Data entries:
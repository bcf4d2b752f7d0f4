//! PDF processing layer
//!
//! This module turns PDF bytes into plain text using PDFium.

mod extractor;

pub use extractor::{
    collect_text, ExtractedDocument, PageTextSource, PdfTextExtractor, TextExtractor,
    PREVIEW_CHARS,
};
//! Projection of a quote response into a summary line and tables

use crate::quote::{QuantityPrice, QuoteResponse};
use crate::render::format::{eur, plain_number, weight};
use html_escape::encode_text;
use indexmap::IndexMap;
use std::fmt;

/// Placeholder for values the service did not detect
pub const PLACEHOLDER: &str = "-";

/// Column alignment for plain-text output
#[derive(Debug, Clone, Copy, PartialEq, Eq)]
pub enum Align {
    Left,
    Right,
}

/// A rendered table
#[derive(Debug, Clone, PartialEq, Eq)]
pub struct Table {
    pub headers: Vec<String>,
    pub rows: Vec<Vec<String>>,
    pub footer: Option<Vec<String>>,
    pub align: Vec<Align>,
}

impl Table {
    fn new(headers: &[&str], align: Vec<Align>) -> Self {
        Self {
            headers: headers.iter().map(|h| h.to_string()).collect(),
            rows: Vec::new(),
            footer: None,
            align,
        }
    }

    fn widths(&self) -> Vec<usize> {
        let mut widths: Vec<usize> = self.headers.iter().map(|h| h.chars().count()).collect();
        for row in self.rows.iter().chain(self.footer.iter()) {
            for (i, cell) in row.iter().enumerate() {
                if let Some(width) = widths.get_mut(i) {
                    *width = (*width).max(cell.chars().count());
                }
            }
        }
        widths
    }

    fn write_row(
        &self,
        f: &mut fmt::Formatter<'_>,
        cells: &[String],
        widths: &[usize],
    ) -> fmt::Result {
        let mut line = String::new();
        for (i, cell) in cells.iter().enumerate() {
            if i > 0 {
                line.push_str(" | ");
            }
            let pad = widths[i].saturating_sub(cell.chars().count());
            match self.align.get(i).copied().unwrap_or(Align::Left) {
                Align::Left => {
                    line.push_str(cell);
                    line.extend(std::iter::repeat(' ').take(pad));
                }
                Align::Right => {
                    line.extend(std::iter::repeat(' ').take(pad));
                    line.push_str(cell);
                }
            }
        }
        writeln!(f, "{}", line.trim_end())
    }

    pub fn to_html(&self) -> String {
        let mut html = String::from("<table>\n<thead><tr>");
        for header in &self.headers {
            html.push_str(&format!("<th>{}</th>", encode_text(header)));
        }
        html.push_str("</tr></thead>\n<tbody>\n");
        for row in &self.rows {
            html.push_str(&html_row(row));
        }
        html.push_str("</tbody>\n");
        if let Some(footer) = &self.footer {
            html.push_str("<tfoot>\n");
            html.push_str(&html_row(footer));
            html.push_str("</tfoot>\n");
        }
        html.push_str("</table>\n");
        html
    }
}

fn html_row(cells: &[String]) -> String {
    let mut row = String::from("<tr>");
    for cell in cells {
        row.push_str(&format!("<td>{}</td>", encode_text(cell)));
    }
    row.push_str("</tr>\n");
    row
}

impl fmt::Display for Table {
    fn fmt(&self, f: &mut fmt::Formatter<'_>) -> fmt::Result {
        let widths = self.widths();
        let rule = widths
            .iter()
            .map(|w| "-".repeat(*w))
            .collect::<Vec<_>>()
            .join("-+-");

        self.write_row(f, &self.headers, &widths)?;
        writeln!(f, "{}", rule)?;
        for row in &self.rows {
            self.write_row(f, row, &widths)?;
        }
        if let Some(footer) = &self.footer {
            writeln!(f, "{}", rule)?;
            self.write_row(f, footer, &widths)?;
        }
        Ok(())
    }
}

/// Detected properties as display strings
#[derive(Debug, Clone, PartialEq, Eq)]
pub struct Summary {
    pub material: String,
    pub thickness_mm: String,
    pub area_mm2: String,
    pub weight_kg: String,
    pub bends: String,
    pub laser_holes: String,
    pub drill_holes: String,
}

impl Summary {
    fn fields(&self) -> [(&'static str, String); 7] {
        [
            ("materiale", self.material.clone()),
            ("spessore", format!("{} mm", self.thickness_mm)),
            ("area", format!("{} mm²", self.area_mm2)),
            ("peso", format!("{} kg", self.weight_kg)),
            ("pieghe", self.bends.clone()),
            ("fori laser", self.laser_holes.clone()),
            ("fori trapano", self.drill_holes.clone()),
        ]
    }

    pub fn to_html(&self) -> String {
        let badges: Vec<String> = self
            .fields()
            .iter()
            .map(|(label, value)| {
                format!("{}: <span class=\"badge\">{}</span>", label, encode_text(value))
            })
            .collect();
        format!("<p><strong>Rilevati</strong>: {}</p>\n", badges.join(" • "))
    }
}

impl fmt::Display for Summary {
    fn fmt(&self, f: &mut fmt::Formatter<'_>) -> fmt::Result {
        let parts: Vec<String> = self
            .fields()
            .iter()
            .map(|(label, value)| format!("{}: {}", label, value))
            .collect();
        write!(f, "Rilevati: {}", parts.join(" • "))
    }
}

/// Everything shown for one quote
#[derive(Debug, Clone, PartialEq, Eq)]
pub struct QuoteView {
    pub summary: Summary,
    pub items: Table,
    pub per_quantity: Option<Table>,
}

impl QuoteView {
    pub fn to_html(&self) -> String {
        let mut html = String::from("<div class=\"results\">\n");
        html.push_str(&self.summary.to_html());
        html.push_str(&self.items.to_html());
        if let Some(table) = &self.per_quantity {
            html.push_str(&table.to_html());
        }
        html.push_str("</div>\n");
        html
    }
}

impl fmt::Display for QuoteView {
    fn fmt(&self, f: &mut fmt::Formatter<'_>) -> fmt::Result {
        writeln!(f, "{}", self.summary)?;
        writeln!(f)?;
        write!(f, "{}", self.items)?;
        if let Some(table) = &self.per_quantity {
            writeln!(f)?;
            write!(f, "{}", table)?;
        }
        Ok(())
    }
}

/// Build the view for a quote response
pub fn render(response: &QuoteResponse) -> QuoteView {
    QuoteView {
        summary: render_summary(response),
        items: render_items(response),
        per_quantity: render_per_quantity(response),
    }
}

fn render_summary(response: &QuoteResponse) -> Summary {
    let detected = response.detected().cloned().unwrap_or_default();
    let or_dash = |value: Option<f64>| {
        value
            .map(plain_number)
            .unwrap_or_else(|| PLACEHOLDER.to_string())
    };
    let or_zero = |value: Option<f64>| value.map(plain_number).unwrap_or_else(|| "0".to_string());

    Summary {
        material: detected.material.unwrap_or_else(|| PLACEHOLDER.to_string()),
        thickness_mm: or_dash(detected.thickness_mm),
        area_mm2: or_dash(detected.area_mm2),
        weight_kg: weight(detected.weight_kg),
        bends: or_zero(detected.bends_count),
        laser_holes: or_zero(detected.laser_holes_count),
        drill_holes: or_zero(detected.drill_holes_count),
    }
}

fn render_items(response: &QuoteResponse) -> Table {
    let mut table = Table::new(
        &["Voce", "Dettagli", "Totale"],
        vec![Align::Left, Align::Left, Align::Right],
    );

    for item in response.items() {
        let total = item.total.filter(|t| !t.is_nan()).unwrap_or(0.0);
        table.rows.push(vec![
            item.label.clone(),
            item.detail.clone().unwrap_or_default(),
            eur(total),
        ]);
    }

    table.footer = Some(vec![
        String::new(),
        "Totale".to_string(),
        eur(response.total()),
    ]);
    table
}

fn render_per_quantity(response: &QuoteResponse) -> Option<Table> {
    let per_quantity = response.per_quantity.as_ref().filter(|map| !map.is_empty())?;

    let mut table = Table::new(
        &["Q.tà", "Totale ordine", "Prezzo unitario"],
        vec![Align::Right, Align::Right, Align::Right],
    );
    let amount = |value: Option<f64>| value.map(eur).unwrap_or_else(|| PLACEHOLDER.to_string());

    for (quantity, price) in js_key_order(per_quantity) {
        table.rows.push(vec![
            quantity.clone(),
            amount(price.order_total),
            amount(price.unit_price),
        ]);
    }

    Some(table)
}

/// Canonical array-index key ("0", "7", "250" but not "07" or "-1")
fn array_index(key: &str) -> Option<u32> {
    if key.is_empty() || (key.len() > 1 && key.starts_with('0')) {
        return None;
    }
    if !key.bytes().all(|b| b.is_ascii_digit()) {
        return None;
    }
    key.parse::<u32>().ok().filter(|&n| n != u32::MAX)
}

/// Order object keys like a JavaScript engine enumerates them: integer
/// keys ascending first, then the rest in insertion order.
fn js_key_order(map: &IndexMap<String, QuantityPrice>) -> Vec<(&String, &QuantityPrice)> {
    let mut indexed = Vec::new();
    let mut named = Vec::new();

    for (key, value) in map {
        match array_index(key) {
            Some(n) => indexed.push((n, key, value)),
            None => named.push((key, value)),
        }
    }

    indexed.sort_by_key(|(n, _, _)| *n);
    indexed
        .into_iter()
        .map(|(_, key, value)| (key, value))
        .chain(named)
        .collect()
}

> WORK TASK:
A single number is the whole answer: how many lines of the records contain the word "from".

> OUTPUT FOR THIS TASK:
3